Rachel Fieldhouse


This Aussie discovery could save lives and beat antibiotic resistance

This Aussie discovery could save lives and beat antibiotic resistance

Many if not all of us have been sick because of bacteria, with a trip to the GP seeing us walk away with a script for some kind of antibiotic.

With bacterial infections having the potential to be quite deadly and causing people to deteriorate within hours while identifying the specific kind of bacteria (and which antibiotic is the best to treat with) can take days, doctors are often forced to use a best guess, “one-size-fits-all” antibiotic to treat patients.

But, patients could soon be treated with a more targeted option, thanks to a new testing method that could identify bacteria within hours.

A team of researchers from the Harry Perkins Institute of Medical Research, the University of Western Australia, and PathWest Laboratory Medicine WA have developed a process that first confirms that bacteria is causing a patient’s illness, before then determining which antibiotic will be the most effective.

Dr Kieran Mulroney, a UWA Prospect Fellow involved in the research, says this new method not only helps doctors find the best treatments for their patients, but also combats the growing problem of antibiotic resistance.

“The established method involves growing bacteria from a patient sample then applying different antibiotics to see which are effective. Patients with serious infections cannot wait the several days it can take to return antibiotic test results. Consequently, the patient's doctor has to rely on a best guess, 'one-size-fits-all', antibiotic choice to treat patients,” he explains.

“The biggest problem with prescribing broad-spectrum antibiotics is that it encourages some bacteria to become resistant to the antibiotics. This is a growing and serious problem world-wide, because antibiotic resistant bacteria can spread from person to person and reduce treatment options.

He says that using broad spectrum antibiotics is one of the “key drivers” in antibiotic resistance spreading.

“New tests are urgently needed that give doctors evidence they can rely on to select the right antibiotic” he says.

The new method consists of two stages, with the first involving a 30-minute test, rather than taking one to two days, to determine whether a person is ill as a result of a bacterial infection.

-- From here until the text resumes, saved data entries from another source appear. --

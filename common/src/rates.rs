//! Rate documents, conversion results, and historical series.

use chrono::NaiveDate;
use rust_decimal::{Decimal, RoundingStrategy};
use serde::{Deserialize, Serialize};
use std::collections::HashMap;
use std::fmt;
use uuid::Uuid;

use crate::currency::CurrencyCode;

/// Fractional digits shown for a converted amount.
pub const AMOUNT_DP: u32 = 2;

/// Fractional digits shown for a reverse rate.
pub const REVERSE_RATE_DP: u32 = 4;

/// Round a value for display, half away from zero.
pub fn round_display(value: Decimal, dp: u32) -> Decimal {
    value.round_dp_with_strategy(dp, RoundingStrategy::MidpointAwayFromZero)
}

/// Wire shape of a per-base rate document:
/// `{ "date": "YYYY-MM-DD", "<base>": { "<target>": rate, ... } }`.
#[derive(Debug, Clone, Deserialize)]
pub struct WireRateDocument {
    /// Publication date of the snapshot.
    pub date: NaiveDate,
    /// Rate tables keyed by base code; one per document in practice.
    #[serde(flatten)]
    tables: HashMap<String, HashMap<String, Decimal>>,
}

/// A dated snapshot answering "1 unit of `base` = rate units of target"
/// for every listed target.
#[derive(Debug, Clone)]
pub struct RateDocument {
    /// Base currency the document was requested for.
    pub base: CurrencyCode,
    /// Publication date of the snapshot.
    pub date: NaiveDate,
    rates: HashMap<String, Decimal>,
}

impl RateDocument {
    /// Build a document from explicit target rates.
    pub fn new(
        base: CurrencyCode,
        date: NaiveDate,
        rates: impl IntoIterator<Item = (CurrencyCode, Decimal)>,
    ) -> Self {
        Self {
            base,
            date,
            rates: rates
                .into_iter()
                .map(|(code, rate)| (code.code().to_string(), rate))
                .collect(),
        }
    }

    /// Bind a wire document to the base it was requested for. A document
    /// without a table for `base` behaves as an empty table, so every
    /// lookup on it misses.
    pub fn from_wire(base: CurrencyCode, mut wire: WireRateDocument) -> Self {
        let rates = wire.tables.remove(base.code()).unwrap_or_default();
        Self {
            base,
            date: wire.date,
            rates,
        }
    }

    /// Rate for one unit of the base in `target` units.
    pub fn rate_for(&self, target: &CurrencyCode) -> Option<Decimal> {
        self.rates.get(target.code()).copied()
    }

    pub fn len(&self) -> usize {
        self.rates.len()
    }

    pub fn is_empty(&self) -> bool {
        self.rates.is_empty()
    }
}

/// A completed conversion. Ephemeral: recomputed on every request and
/// never persisted.
#[derive(Debug, Clone, Serialize, Deserialize)]
pub struct Conversion {
    /// Unique conversion ID.
    pub id: Uuid,
    /// Input amount.
    pub amount: Decimal,
    /// Source currency.
    pub from: CurrencyCode,
    /// Target currency.
    pub to: CurrencyCode,
    /// `amount * rate`, rounded to two fractional digits.
    pub converted: Decimal,
    /// `1 / rate`, rounded to four fractional digits.
    pub reverse_rate: Decimal,
    /// Publication date of the rate document used.
    pub as_of: NaiveDate,
}

impl Conversion {
    /// Compute a conversion from a direct rate.
    pub fn compute(
        amount: Decimal,
        from: CurrencyCode,
        to: CurrencyCode,
        rate: Decimal,
        as_of: NaiveDate,
    ) -> Self {
        Self {
            id: Uuid::now_v7(),
            converted: round_display(amount * rate, AMOUNT_DP),
            reverse_rate: round_display(Decimal::ONE / rate, REVERSE_RATE_DP),
            amount,
            from,
            to,
            as_of,
        }
    }

    /// One unit of the target expressed in base-currency terms,
    /// e.g. `"1 EUR = 1.0870 USD"`.
    pub fn reverse_text(&self) -> String {
        format!("1 {} = {} {}", self.to, self.reverse_rate, self.from)
    }
}

impl fmt::Display for Conversion {
    fn fmt(&self, f: &mut fmt::Formatter<'_>) -> fmt::Result {
        write!(
            f,
            "{} {} = {} {}",
            self.amount, self.from, self.converted, self.to
        )
    }
}

/// One day of rate history.
#[derive(Debug, Clone, Copy, PartialEq, Serialize)]
pub struct RatePoint {
    pub date: NaiveDate,
    pub rate: Decimal,
}

/// Ordered (date, rate) pairs for one conversion direction, oldest first.
/// Days without data are omitted, so the sequence may be shorter than the
/// requested window.
#[derive(Debug, Clone, Serialize)]
pub struct HistoricalSeries {
    pub from: CurrencyCode,
    pub to: CurrencyCode,
    points: Vec<RatePoint>,
}

impl HistoricalSeries {
    pub fn new(from: CurrencyCode, to: CurrencyCode) -> Self {
        Self {
            from,
            to,
            points: Vec::new(),
        }
    }

    /// Append a point. Callers must append in ascending date order.
    pub fn push(&mut self, date: NaiveDate, rate: Decimal) {
        debug_assert!(self.points.last().map_or(true, |last| last.date < date));
        self.points.push(RatePoint { date, rate });
    }

    pub fn points(&self) -> &[RatePoint] {
        &self.points
    }

    pub fn len(&self) -> usize {
        self.points.len()
    }

    pub fn is_empty(&self) -> bool {
        self.points.is_empty()
    }

    /// Whether the points are strictly chronologically ordered.
    pub fn is_chronological(&self) -> bool {
        self.points.windows(2).all(|pair| pair[0].date < pair[1].date)
    }
}
//! The conversion engine: one rate lookup, two rounded outputs.

use std::sync::Arc;

use curex_common::{Conversion, CurrencyCode};
use rust_decimal::Decimal;
use tracing::{info, instrument};

use crate::error::{ClientError, ClientResult};
use crate::source::RateSource;

/// A validated request to convert `amount` of `from` into `to`.
#[derive(Debug, Clone, PartialEq)]
pub struct ConversionRequest {
    pub amount: Decimal,
    pub from: CurrencyCode,
    pub to: CurrencyCode,
}

impl ConversionRequest {
    pub fn new(amount: Decimal, from: CurrencyCode, to: CurrencyCode) -> Self {
        Self { amount, from, to }
    }

    /// The same request in the opposite direction.
    pub fn swapped(&self) -> Self {
        Self {
            amount: self.amount,
            from: self.to.clone(),
            to: self.from.clone(),
        }
    }
}

/// Computes conversions against the latest rate document for the base
/// currency.
///
/// The engine trusts the caller-selected codes; catalog membership is a
/// display concern. There is no special case for `from == to`: a missing
/// or malformed self-rate surfaces as `RateNotFound` like any other.
pub struct ConversionEngine {
    source: Arc<dyn RateSource>,
}

impl ConversionEngine {
    pub fn new(source: Arc<dyn RateSource>) -> Self {
        Self { source }
    }

    /// Fetch the current rate for the request's pair and compute the
    /// converted amount and reverse rate.
    #[instrument(skip(self, request), fields(
        from = %request.from,
        to = %request.to,
        amount = %request.amount
    ))]
    pub async fn convert(&self, request: &ConversionRequest) -> ClientResult<Conversion> {
        let document = self.source.latest(&request.from).await?;

        let rate = document
            .rate_for(&request.to)
            .filter(|rate| *rate > Decimal::ZERO)
            .ok_or_else(|| ClientError::RateNotFound {
                from: request.from.clone(),
                to: request.to.clone(),
            })?;

        let conversion = Conversion::compute(
            request.amount,
            request.from.clone(),
            request.to.clone(),
            rate,
            document.date,
        );

        info!(
            conversion_id = %conversion.id,
            converted = %conversion.converted,
            reverse_rate = %conversion.reverse_rate,
            as_of = %conversion.as_of,
            "Conversion completed"
        );

        Ok(conversion)
    }
}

“Once a patient has a confirmed bacterial infection, we then expose the bacteria to different types of antibiotics in the laboratory. Using a device that measures hundreds of thousands of individual bacteria in just a few seconds, the research team can detect the damage antibiotics cause to bacteria, and then use this information to confirm which antibiotic will be an effective treatment. We can predict which antibiotics will be effective to treat that infection with 96.9% accuracy,” Dr Mulroney said.

Dr Aron Chakera, a renal physician at Sir Charles Gairdner Hospital who was also involved in the research, says it could be potentially life-saving for patients with chronic illnesses.

“As a renal physician I treat patients with end-stage kidney disease who need to be in hospitals or clinics for several hours a week connected to dialysis machines. Many could manage their own dialysis using a surgically implanted catheter, which actually has better outcomes, is far less costly and is more satisfying for patients, but the ever-present fear of infection from the catheter deters many from choosing it,” Dr Charkera explains.

“This new test would give confidence to patients and their treating doctors.”

WA Country Health Service Translation Fellow Dr Tim Inglis, who was also involved in the research, notes that the need for rapid test results has been made all the more apparent since the start of the COVID-19 pandemic, and that the challenge of antibiotic resistance will still remain once Covid has tailed off.

“Even in the most advanced health systems, hospital patients risk bacterial infection through trauma wounds, surgery sites, breathing machines and indwelling catheters,” he explains. 

“This can lead to pneumonia, urinary tract, abdominal and bloodstream infections. Applying the research team's new technology to these infections is expected to transform how quickly and effectively we treat patients in Western Australia and further afield.”

Their work was published in the international medical journal The Lancet eBiomedicine.